Task material Start Marker

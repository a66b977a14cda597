//! Append-only location history.
//!
//! Accepted updates are handed to a [`HistorySink`] on a spawned task; the
//! relay never waits for the write. Failures are logged and counted.

use std::path::Path;
use std::sync::Arc;

use async_trait::async_trait;
use chrono::{DateTime, Utc};
use metrics::counter;
use parking_lot::Mutex;
use rusqlite::{Connection, params};
use serde::{Deserialize, Serialize};
use tracing::{debug, warn};
use transit_core::{OperatorId, RouteId, SessionSnapshot, VehicleId};

use crate::errors::HistoryError;
use crate::telemetry::{HISTORY_WRITES_TOTAL, HISTORY_WRITE_FAILURES_TOTAL};

/// One row of location history.
#[derive(Clone, Debug, PartialEq, Serialize, Deserialize)]
pub struct LocationRecord {
    /// Reporting operator.
    pub operator_id: OperatorId,
    /// Vehicle.
    pub vehicle_id: VehicleId,
    /// Route.
    pub route_id: RouteId,
    /// Latitude in degrees.
    pub latitude: f64,
    /// Longitude in degrees.
    pub longitude: f64,
    /// Direction of travel in degrees from north.
    pub heading: Option<f64>,
    /// Ground speed as reported by the device.
    pub speed: Option<f64>,
    /// Device time of the fix.
    pub recorded_at: DateTime<Utc>,
    /// Relay time the update was accepted.
    pub received_at: DateTime<Utc>,
}

impl LocationRecord {
    /// Build a record from an accepted snapshot.
    pub fn from_snapshot(snapshot: &SessionSnapshot, received_at: DateTime<Utc>) -> Self {
        Self {
            operator_id: snapshot.operator_id.clone(),
            vehicle_id: snapshot.vehicle_id.clone(),
            route_id: snapshot.route_id.clone(),
            latitude: snapshot.latitude,
            longitude: snapshot.longitude,
            heading: snapshot.heading,
            speed: snapshot.speed,
            recorded_at: snapshot.timestamp,
            received_at,
        }
    }
}

/// Destination for accepted location updates.
#[async_trait]
pub trait HistorySink: Send + Sync {
    /// Persist one record.
    async fn record(&self, record: LocationRecord) -> Result<(), HistoryError>;
}

/// Discards every record.
#[derive(Clone, Copy, Debug, Default)]
pub struct NoopHistorySink;

#[async_trait]
impl HistorySink for NoopHistorySink {
    async fn record(&self, _record: LocationRecord) -> Result<(), HistoryError> {
        Ok(())
    }
}

/// Write `record` on a background task.
///
/// The returned handle may be dropped; failures are reported through logs
/// and the `history_write_failures_total` counter.
pub fn spawn_record(
    sink: Arc<dyn HistorySink>,
    record: LocationRecord,
) -> tokio::task::JoinHandle<()> {
    tokio::spawn(async move {
        let operator_id = record.operator_id.clone();
        match sink.record(record).await {
            Ok(()) => counter!(HISTORY_WRITES_TOTAL).increment(1),
            Err(e) => {
                counter!(HISTORY_WRITE_FAILURES_TOTAL).increment(1);
                warn!(operator_id = %operator_id, error = %e, "history write failed");
            }
        }
    })
}

const MIGRATION: &str = "
CREATE TABLE IF NOT EXISTS location_history (
    id          INTEGER PRIMARY KEY AUTOINCREMENT,
    operator_id TEXT NOT NULL,
    vehicle_id  TEXT NOT NULL,
    route_id    TEXT NOT NULL,
    latitude    REAL NOT NULL,
    longitude   REAL NOT NULL,
    heading     REAL,
    speed       REAL,
    recorded_at TEXT NOT NULL,
    received_at TEXT NOT NULL
);
CREATE INDEX IF NOT EXISTS idx_location_history_vehicle
    ON location_history(vehicle_id, recorded_at);
CREATE INDEX IF NOT EXISTS idx_location_history_route
    ON location_history(route_id, recorded_at);
";

/// `SQLite`-backed history. Writes run on the blocking pool.
#[derive(Clone)]
pub struct SqliteHistorySink {
    conn: Arc<Mutex<Connection>>,
}

impl std::fmt::Debug for SqliteHistorySink {
    fn fmt(&self, f: &mut std::fmt::Formatter<'_>) -> std::fmt::Result {
        f.debug_struct("SqliteHistorySink").finish_non_exhaustive()
    }
}

impl SqliteHistorySink {
    /// Open (or create) the database at `path` and apply the schema.
    pub fn open(path: &Path) -> Result<Self, HistoryError> {
        let conn = Connection::open(path)?;
        conn.execute_batch("PRAGMA journal_mode = WAL; PRAGMA busy_timeout = 5000;")?;
        debug!(?path, "history database opened");
        Self::with_connection(conn)
    }

    /// In-memory database, for tests.
    pub fn in_memory() -> Result<Self, HistoryError> {
        Self::with_connection(Connection::open_in_memory()?)
    }

    fn with_connection(conn: Connection) -> Result<Self, HistoryError> {
        conn.execute_batch(MIGRATION)?;
        Ok(Self {
            conn: Arc::new(Mutex::new(conn)),
        })
    }

    /// Total rows stored.
    pub fn count(&self) -> Result<u64, HistoryError> {
        let conn = self.conn.lock();
        let n: i64 = conn.query_row("SELECT COUNT(*) FROM location_history", [], |row| {
            row.get(0)
        })?;
        Ok(u64::try_from(n).unwrap_or(0))
    }

    /// Most recent records for a vehicle, newest first.
    pub fn recent_for_vehicle(
        &self,
        vehicle_id: &VehicleId,
        limit: usize,
    ) -> Result<Vec<LocationRecord>, HistoryError> {
        let conn = self.conn.lock();
        let mut stmt = conn.prepare(
            "SELECT operator_id, vehicle_id, route_id, latitude, longitude, heading, speed,
                    recorded_at, received_at
             FROM location_history
             WHERE vehicle_id = ?1
             ORDER BY recorded_at DESC, id DESC
             LIMIT ?2",
        )?;
        let limit = i64::try_from(limit).unwrap_or(i64::MAX);
        let rows = stmt.query_map(params![vehicle_id.as_str(), limit], row_to_record)?;
        rows.collect::<Result<Vec<_>, _>>().map_err(HistoryError::from)
    }

    fn insert(conn: &Connection, record: &LocationRecord) -> Result<(), HistoryError> {
        let _ = conn.execute(
            "INSERT INTO location_history
                (operator_id, vehicle_id, route_id, latitude, longitude, heading, speed,
                 recorded_at, received_at)
             VALUES (?1, ?2, ?3, ?4, ?5, ?6, ?7, ?8, ?9)",
            params![
                record.operator_id.as_str(),
                record.vehicle_id.as_str(),
                record.route_id.as_str(),
                record.latitude,
                record.longitude,
                record.heading,
                record.speed,
                record.recorded_at.to_rfc3339(),
                record.received_at.to_rfc3339(),
            ],
        )?;
        Ok(())
    }
}

#[async_trait]
impl HistorySink for SqliteHistorySink {
    async fn record(&self, record: LocationRecord) -> Result<(), HistoryError> {
        let conn = Arc::clone(&self.conn);
        tokio::task::spawn_blocking(move || Self::insert(&conn.lock(), &record))
            .await
            .map_err(|e| HistoryError::Task(e.to_string()))?
    }
}

fn row_to_record(row: &rusqlite::Row<'_>) -> rusqlite::Result<LocationRecord> {
    Ok(LocationRecord {
        operator_id: OperatorId::from_string(row.get(0)?),
        vehicle_id: VehicleId::from_string(row.get(1)?),
        route_id: RouteId::from_string(row.get(2)?),
        latitude: row.get(3)?,
        longitude: row.get(4)?,
        heading: row.get(5)?,
        speed: row.get(6)?,
        recorded_at: parse_time(&row.get::<_, String>(7)?, 7)?,
        received_at: parse_time(&row.get::<_, String>(8)?, 8)?,
    })
}

fn parse_time(value: &str, column: usize) -> rusqlite::Result<DateTime<Utc>> {
    DateTime::parse_from_rfc3339(value)
        .map(|t| t.with_timezone(&Utc))
        .map_err(|e| {
            rusqlite::Error::FromSqlConversionFailure(
                column,
                rusqlite::types::Type::Text,
                Box::new(e),
            )
        })
}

Task material End Marker

▶ Your assignment: Every line above needs to be repeated exactly as shown.

▶ Response to the exercise:
repository a66b977a14cda597
//! Append-only location history.
//!
//! Accepted updates are handed to a [`HistorySink`] on a spawned task; the
//! relay never waits for the write. Failures are logged and counted.

use std::path::Path;
use std::sync::Arc;

use async_trait::async_trait;
use chrono::{DateTime, Utc};
use metrics::counter;
use parking_lot::Mutex;
use rusqlite::{Connection, params};
use serde::{Deserialize, Serialize};
use tracing::{debug, warn};
use transit_core::{OperatorId, RouteId, SessionSnapshot, VehicleId};

use crate::errors::HistoryError;
use crate::telemetry::{HISTORY_WRITES_TOTAL, HISTORY_WRITE_FAILURES_TOTAL};

/// One row of location history.
#[derive(Clone, Debug, PartialEq, Serialize, Deserialize)]
pub struct LocationRecord {
    /// Reporting operator.
    pub operator_id: OperatorId,
    /// Vehicle.
    pub vehicle_id: VehicleId,
    /// Route.
    pub route_id: RouteId,
    /// Latitude in degrees.
    pub latitude: f64,
    /// Longitude in degrees.
    pub longitude: f64,
    /// Direction of travel in degrees from north.
    pub heading: Option<f64>,
    /// Ground speed as reported by the device.
    pub speed: Option<f64>,
    /// Device time of the fix.
    pub recorded_at: DateTime<Utc>,
    /// Relay time the update was accepted.
    pub received_at: DateTime<Utc>,
}

impl LocationRecord {
    /// Build a record from an accepted snapshot.
    pub fn from_snapshot(snapshot: &SessionSnapshot, received_at: DateTime<Utc>) -> Self {
        Self {
            operator_id: snapshot.operator_id.clone(),
            vehicle_id: snapshot.vehicle_id.clone(),
            route_id: snapshot.route_id.clone(),
            latitude: snapshot.latitude,
            longitude: snapshot.longitude,
            heading: snapshot.heading,
            speed: snapshot.speed,
            recorded_at: snapshot.timestamp,
            received_at,
        }
    }
}

/// Destination for accepted location updates.
#[async_trait]
pub trait HistorySink: Send + Sync {
    /// Persist one record.
    async fn record(&self, record: LocationRecord) -> Result<(), HistoryError>;
}

/// Discards every record.
#[derive(Clone, Copy, Debug, Default)]
pub struct NoopHistorySink;

#[async_trait]
impl HistorySink for NoopHistorySink {
    async fn record(&self, _record: LocationRecord) -> Result<(), HistoryError> {
        Ok(())
    }
}

/// Write `record` on a background task.
///
/// The returned handle may be dropped; failures are reported through logs
/// and the `history_write_failures_total` counter.
pub fn spawn_record(
    sink: Arc<dyn HistorySink>,
    record: LocationRecord,
) -> tokio::task::JoinHandle<()> {
    tokio::spawn(async move {
        let operator_id = record.operator_id.clone();
        match sink.record(record).await {
            Ok(()) => counter!(HISTORY_WRITES_TOTAL).increment(1),
            Err(e) => {
                counter!(HISTORY_WRITE_FAILURES_TOTAL).increment(1);
                warn!(operator_id = %operator_id, error = %e, "history write failed");
            }
        }
    })
}

const MIGRATION: &str = "
CREATE TABLE IF NOT EXISTS location_history (
    id          INTEGER PRIMARY KEY AUTOINCREMENT,
    operator_id TEXT NOT NULL,
    vehicle_id  TEXT NOT NULL,
    route_id    TEXT NOT NULL,
    latitude    REAL NOT NULL,
    longitude   REAL NOT NULL,
    heading     REAL,
    speed       REAL,
    recorded_at TEXT NOT NULL,
    received_at TEXT NOT NULL
);
CREATE INDEX IF NOT EXISTS idx_location_history_vehicle
    ON location_history(vehicle_id, recorded_at);
CREATE INDEX IF NOT EXISTS idx_location_history_route
    ON location_history(route_id, recorded_at);
";

/// `SQLite`-backed history. Writes run on the blocking pool.
#[derive(Clone)]
pub struct SqliteHistorySink {
    conn: Arc<Mutex<Connection>>,
}

impl std::fmt::Debug for SqliteHistorySink {
    fn fmt(&self, f: &mut std::fmt::Formatter<'_>) -> std::fmt::Result {
        f.debug_struct("SqliteHistorySink").finish_non_exhaustive()
    }
}

impl SqliteHistorySink {
    /// Open (or create) the database at `path` and apply the schema.
    pub fn open(path: &Path) -> Result<Self, HistoryError> {
        let conn = Connection::open(path)?;
        conn.execute_batch("PRAGMA journal_mode = WAL; PRAGMA busy_timeout = 5000;")?;
        debug!(?path, "history database opened");
        Self::with_connection(conn)
    }

    /// In-memory database, for tests.
    pub fn in_memory() -> Result<Self, HistoryError> {
        Self::with_connection(Connection::open_in_memory()?)
    }

    fn with_connection(conn: Connection) -> Result<Self, HistoryError> {
        conn.execute_batch(MIGRATION)?;
        Ok(Self {
            conn: Arc::new(Mutex::new(conn)),
        })
    }

    /// Total rows stored.
    pub fn count(&self) -> Result<u64, HistoryError> {
        let conn = self.conn.lock();
        let n: i64 = conn.query_row("SELECT COUNT(*) FROM location_history", [], |row| {
            row.get(0)
        })?;
        Ok(u64::try_from(n).unwrap_or(0))
    }

    /// Most recent records for a vehicle, newest first.
    pub fn recent_for_vehicle(
        &self,
        vehicle_id: &VehicleId,
        limit: usize,
    ) -> Result<Vec<LocationRecord>, HistoryError> {
        let conn = self.conn.lock();
        let mut stmt = conn.prepare(
            "SELECT operator_id, vehicle_id, route_id, latitude, longitude, heading, speed,
                    recorded_at, received_at
             FROM location_history
             WHERE vehicle_id = ?1
             ORDER BY recorded_at DESC, id DESC
             LIMIT ?2",
        )?;
        let limit = i64::try_from(limit).unwrap_or(i64::MAX);
        let rows = stmt.query_map(params![vehicle_id.as_str(), limit], row_to_record)?;
        rows.collect::<Result<Vec<_>, _>>().map_err(HistoryError::from)
    }

    fn insert(conn: &Connection, record: &LocationRecord) -> Result<(), HistoryError> {
        let _ = conn.execute(
            "INSERT INTO location_history
                (operator_id, vehicle_id, route_id, latitude, longitude, heading, speed,
                 recorded_at, received_at)
             VALUES (?1, ?2, ?3, ?4, ?5, ?6, ?7, ?8, ?9)",
            params![
                record.operator_id.as_str(),
                record.vehicle_id.as_str(),
                record.route_id.as_str(),
                record.latitude,
                record.longitude,
                record.heading,
                record.speed,
                record.recorded_at.to_rfc3339(),
                record.received_at.to_rfc3339(),
            ],
        )?;
        Ok(())
    }
}

#[async_trait]
impl HistorySink for SqliteHistorySink {
    async fn record(&self, record: LocationRecord) -> Result<(), HistoryError> {
        let conn = Arc::clone(&self.conn);
        tokio::task::spawn_blocking(move || Self::insert(&conn.lock(), &record))
            .await
            .map_err(|e| HistoryError::Task(e.to_string()))?
    }
}

fn row_to_record(row: &rusqlite::Row<'_>) -> rusqlite::Result<LocationRecord> {
    Ok(LocationRecord {
        operator_id: OperatorId::from_string(row.get(0)?),
        vehicle_id: VehicleId::from_string(row.get(1)?),
        route_id: RouteId::from_string(row.get(2)?),
        latitude: row.get(3)?,
        longitude: row.get(4)?,
        heading: row.get(5)?,
        speed: row.get(6)?,
        recorded_at: parse_time(&row.get::<_, String>(7)?, 7)?,
        received_at: parse_time(&row.get::<_, String>(8)?, 8)?,
    })
}

fn parse_time(value: &str, column: usize) -> rusqlite::Result<DateTime<Utc>> {
    DateTime::parse_from_rfc3339(value)
        .map(|t| t.with_timezone(&Utc))
        .map_err(|e| {
            rusqlite::Error::FromSqlConversionFailure(
                column,
                rusqlite::types::Type::Text,
                Box::new(e),
            )
        })
}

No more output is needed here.